E2B icon indicating copy to clipboard operation
E2B copied to clipboard

Executing command or code can timeout when all CPU/RAM is used up

Open ValentaTomas opened this issue 2 years ago • 8 comments

When you execute a command or code that takes up all the CPU/RAM it can block communication and make the SDK request timeout because there is no response.

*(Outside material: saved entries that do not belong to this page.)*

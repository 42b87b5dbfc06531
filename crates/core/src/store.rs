//! On-disk revision store for a single document
//!
//! Each document `<dir>/<name>` gets a sibling store `<dir>/.vers;<name>`:
//! ```json
//! { "root": "<latest full text>",
//!   "<revisionId>": ["rewrite", "<full text>"],
//!   "<revisionId>": ["delta", "<unified diff text>"] }
//! ```
//! Stores written by older releases live in a YAML sibling `.ver;<name>`.
//! They are read when no JSON store exists and are never written.

use crate::error::VersionError;
use crate::id::RevisionId;
use serde_json::{Map, Value};
use std::collections::BTreeMap;
use std::io::Write;
use std::path::{Path, PathBuf};

/// Prefix of the JSON store file
pub const STORE_PREFIX: &str = ".vers;";
/// Prefix of the read-only legacy YAML store file
pub const LEGACY_STORE_PREFIX: &str = ".ver;";

const ROOT_KEY: &str = "root";

/// Kind of chain entry
#[derive(Debug, Clone, Copy, PartialEq, Eq)]
pub enum EntryKind {
    /// Patch against the next newer revision
    Delta,
    /// Full snapshot
    Rewrite,
}

impl EntryKind {
    pub fn as_str(&self) -> &'static str {
        match self {
            EntryKind::Delta => "delta",
            EntryKind::Rewrite => "rewrite",
        }
    }
}

impl std::fmt::Display for EntryKind {
    fn fmt(&self, f: &mut std::fmt::Formatter<'_>) -> std::fmt::Result {
        f.write_str(self.as_str())
    }
}

/// A chain entry keyed by revision id
#[derive(Debug, Clone, PartialEq, Eq)]
pub enum RevisionEntry {
    /// Patch that turns the next newer text into this revision's text
    Delta(String),
    /// Self-contained text of this revision
    Rewrite(String),
}

impl RevisionEntry {
    pub fn kind(&self) -> EntryKind {
        match self {
            RevisionEntry::Delta(_) => EntryKind::Delta,
            RevisionEntry::Rewrite(_) => EntryKind::Rewrite,
        }
    }

    pub fn payload(&self) -> &str {
        match self {
            RevisionEntry::Delta(p) | RevisionEntry::Rewrite(p) => p,
        }
    }

    pub fn is_rewrite(&self) -> bool {
        matches!(self, RevisionEntry::Rewrite(_))
    }

    pub fn is_delta(&self) -> bool {
        matches!(self, RevisionEntry::Delta(_))
    }
}

/// Where a loaded store came from
#[derive(Debug, Clone, Copy, PartialEq, Eq)]
pub enum StoreSource {
    /// No store file yet
    Missing,
    /// `.vers;<name>`
    Json,
    /// `.ver;<name>`
    LegacyYaml,
}

/// Per-document revision chain: a root snapshot plus id-keyed entries
#[derive(Debug, Clone)]
pub struct RevisionStore {
    /// JSON store path (always the write target)
    path: PathBuf,
    /// Text of the most recent save
    root: Option<String>,
    /// Chain entries, oldest first
    entries: BTreeMap<RevisionId, RevisionEntry>,
    source: StoreSource,
}

impl RevisionStore {
    /// Empty store for `doc`
    pub fn empty(doc: &Path) -> Self {
        Self {
            path: store_path(doc),
            root: None,
            entries: BTreeMap::new(),
            source: StoreSource::Missing,
        }
    }

    /// Load the store for `doc`, falling back to the legacy YAML store,
    /// then to an empty store
    pub fn load(doc: &Path) -> Result<Self, VersionError> {
        let path = store_path(doc);
        if let Some(text) = read_optional(&path)? {
            let value: Value = serde_json::from_str(&text)
                .map_err(|e| VersionError::format(&path, e.to_string()))?;
            return Self::from_value(path.clone(), &path, value, StoreSource::Json);
        }

        let legacy = legacy_store_path(doc);
        if let Some(text) = read_optional(&legacy)? {
            tracing::debug!(path = %legacy.display(), "reading legacy YAML store");
            let yaml: serde_yaml::Value = serde_yaml::from_str(&text)
                .map_err(|e| VersionError::format(&legacy, e.to_string()))?;
            let value = serde_json::to_value(yaml)
                .map_err(|e| VersionError::format(&legacy, e.to_string()))?;
            return Self::from_value(path, &legacy, value, StoreSource::LegacyYaml);
        }

        Ok(Self::empty(doc))
    }

    fn from_value(
        path: PathBuf,
        origin: &Path,
        value: Value,
        source: StoreSource,
    ) -> Result<Self, VersionError> {
        let map = match value {
            Value::Object(map) => map,
            // An empty YAML document
            Value::Null => Map::new(),
            other => {
                return Err(VersionError::format(
                    origin,
                    format!("expected a mapping, found {}", json_kind(&other)),
                ))
            }
        };

        let mut root = None;
        let mut entries = BTreeMap::new();
        for (key, value) in map {
            if key == ROOT_KEY {
                root = match value {
                    Value::Null => None,
                    Value::String(text) => Some(text),
                    other => {
                        return Err(VersionError::format(
                            origin,
                            format!("root must be text, found {}", json_kind(&other)),
                        ))
                    }
                };
                continue;
            }

            let id: RevisionId = key
                .parse()
                .map_err(|e: crate::id::ParseRevisionIdError| VersionError::format(origin, e.to_string()))?;
            let entry = parse_entry(origin, id, value)?;
            entries.insert(id, entry);
        }

        Ok(Self {
            path,
            root,
            entries,
            source,
        })
    }

    /// Serialize to the JSON store format
    pub fn to_json(&self) -> Value {
        let mut map = Map::new();
        map.insert(
            ROOT_KEY.to_string(),
            self.root.clone().map(Value::String).unwrap_or(Value::Null),
        );
        for (id, entry) in &self.entries {
            map.insert(
                id.to_string(),
                Value::Array(vec![
                    Value::String(entry.kind().as_str().to_string()),
                    Value::String(entry.payload().to_string()),
                ]),
            );
        }
        Value::Object(map)
    }

    /// Atomically rewrite the JSON store file
    pub fn save(&self) -> Result<(), VersionError> {
        let bytes = serde_json::to_vec(&self.to_json())
            .map_err(|e| VersionError::format(&self.path, e.to_string()))?;
        atomic_write(&self.path, &bytes).map_err(|e| VersionError::storage(&self.path, e))?;
        tracing::debug!(
            path = %self.path.display(),
            entries = self.entries.len(),
            "revision store saved"
        );
        Ok(())
    }

    pub fn path(&self) -> &Path {
        &self.path
    }

    pub fn source(&self) -> StoreSource {
        self.source
    }

    pub fn root(&self) -> Option<&str> {
        self.root.as_deref()
    }

    pub fn set_root(&mut self, text: String) {
        self.root = Some(text);
    }

    pub fn get(&self, id: RevisionId) -> Option<&RevisionEntry> {
        self.entries.get(&id)
    }

    pub fn contains(&self, id: RevisionId) -> bool {
        self.entries.contains_key(&id)
    }

    pub fn insert(&mut self, id: RevisionId, entry: RevisionEntry) -> Option<RevisionEntry> {
        self.entries.insert(id, entry)
    }

    pub fn remove(&mut self, id: RevisionId) -> Option<RevisionEntry> {
        self.entries.remove(&id)
    }

    /// Entries, oldest first
    pub fn entries(&self) -> impl DoubleEndedIterator<Item = (RevisionId, &RevisionEntry)> {
        self.entries.iter().map(|(id, entry)| (*id, entry))
    }

    /// Entries strictly newer than `id`, newest first
    pub fn newer_than(&self, id: RevisionId) -> Vec<(RevisionId, &RevisionEntry)> {
        use std::ops::Bound::{Excluded, Unbounded};
        self.entries
            .range((Excluded(id), Unbounded))
            .rev()
            .map(|(id, entry)| (*id, entry))
            .collect()
    }

    pub fn len(&self) -> usize {
        self.entries.len()
    }

    pub fn is_empty(&self) -> bool {
        self.entries.is_empty()
    }
}

fn parse_entry(origin: &Path, id: RevisionId, value: Value) -> Result<RevisionEntry, VersionError> {
    let Value::Array(parts) = value else {
        return Err(VersionError::format(
            origin,
            format!("entry {} must be a [kind, payload] pair", id),
        ));
    };
    let (kind, payload) = match parts.as_slice() {
        [Value::String(kind), Value::String(payload)] => (kind.as_str(), payload.clone()),
        _ => {
            return Err(VersionError::format(
                origin,
                format!("entry {} must be a [kind, payload] pair", id),
            ))
        }
    };
    match kind {
        "delta" => Ok(RevisionEntry::Delta(payload)),
        "rewrite" => Ok(RevisionEntry::Rewrite(payload)),
        other => Err(VersionError::consistency(
            id,
            format!("{}: invalid entry kind", other),
        )),
    }
}

fn json_kind(value: &Value) -> &'static str {
    match value {
        Value::Null => "null",
        Value::Bool(_) => "a boolean",
        Value::Number(_) => "a number",
        Value::String(_) => "a string",
        Value::Array(_) => "a list",
        Value::Object(_) => "a mapping",
    }
}

fn read_optional(path: &Path) -> Result<Option<String>, VersionError> {
    match std::fs::read_to_string(path) {
        Ok(text) => Ok(Some(text)),
        Err(e) if e.kind() == std::io::ErrorKind::NotFound => Ok(None),
        Err(e) => Err(VersionError::storage(path, e)),
    }
}

/// `<dir>/<prefix><basename>` for a document path
pub fn sibling_path(doc: &Path, prefix: &str) -> PathBuf {
    let name = doc
        .file_name()
        .map(|n| n.to_string_lossy().into_owned())
        .unwrap_or_default();
    let file = format!("{}{}", prefix, name);
    match doc.parent() {
        Some(dir) => dir.join(file),
        None => PathBuf::from(file),
    }
}

/// Path of the JSON revision store for `doc`
pub fn store_path(doc: &Path) -> PathBuf {
    sibling_path(doc, STORE_PREFIX)
}

/// Path of the legacy YAML revision store for `doc`
pub fn legacy_store_path(doc: &Path) -> PathBuf {
    sibling_path(doc, LEGACY_STORE_PREFIX)
}

/// Directory containing `path`, `.` for bare file names
pub fn parent_dir(path: &Path) -> &Path {
    match path.parent() {
        Some(dir) if !dir.as_os_str().is_empty() => dir,
        _ => Path::new("."),
    }
}

/// Atomic write helper
///
/// Writes data to a temporary file in the target's directory, fsyncs it,
/// then renames it over the target.
pub fn atomic_write(target: &Path, data: &[u8]) -> std::io::Result<()> {
    let dir = parent_dir(target);
    let mut tmp = tempfile::NamedTempFile::new_in(dir)?;
    tmp.write_all(data)?;
    tmp.as_file().sync_all()?;
    tmp.persist(target).map_err(|e| e.error)?;
    sync_dir(dir);
    Ok(())
}

#[cfg(unix)]
fn sync_dir(dir: &Path) {
    if let Ok(handle) = std::fs::File::open(dir) {
        let _ = handle.sync_all();
    }
}

#[cfg(not(unix))]
fn sync_dir(_dir: &Path) {}

/// Check if a path is one of the engine's sibling files
pub fn is_sidecar(path: &Path) -> bool {
    path.file_name()
        .and_then(|n| n.to_str())
        .map(|n| {
            n.starts_with(STORE_PREFIX)
                || n.starts_with(LEGACY_STORE_PREFIX)
                || n.starts_with(".props;")
                || n.starts_with(".lock;")
        })
        .unwrap_or(false)
}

ValentaTomas avatar Mar 24 '24 21:03 ValentaTomas

With testing code loop:

import logging
import time

from dotenv import load_dotenv
from e2b import Sandbox

load_dotenv()

logging.basicConfig(level=logging.DEBUG)


def run_code(code, num):
    template_id = "code-interpreter"
    binary = "python3"
    filepath = "/index.py"

    print(f"\n\n------------(START - {num})-------------\n\n")
    with Sandbox(template=template_id, timeout=15) as sandbox:
        print(f"\n\n------------(SANDBOX - {sandbox.id})-------------\n\n")
        sandbox.filesystem.write(filepath, code, 15)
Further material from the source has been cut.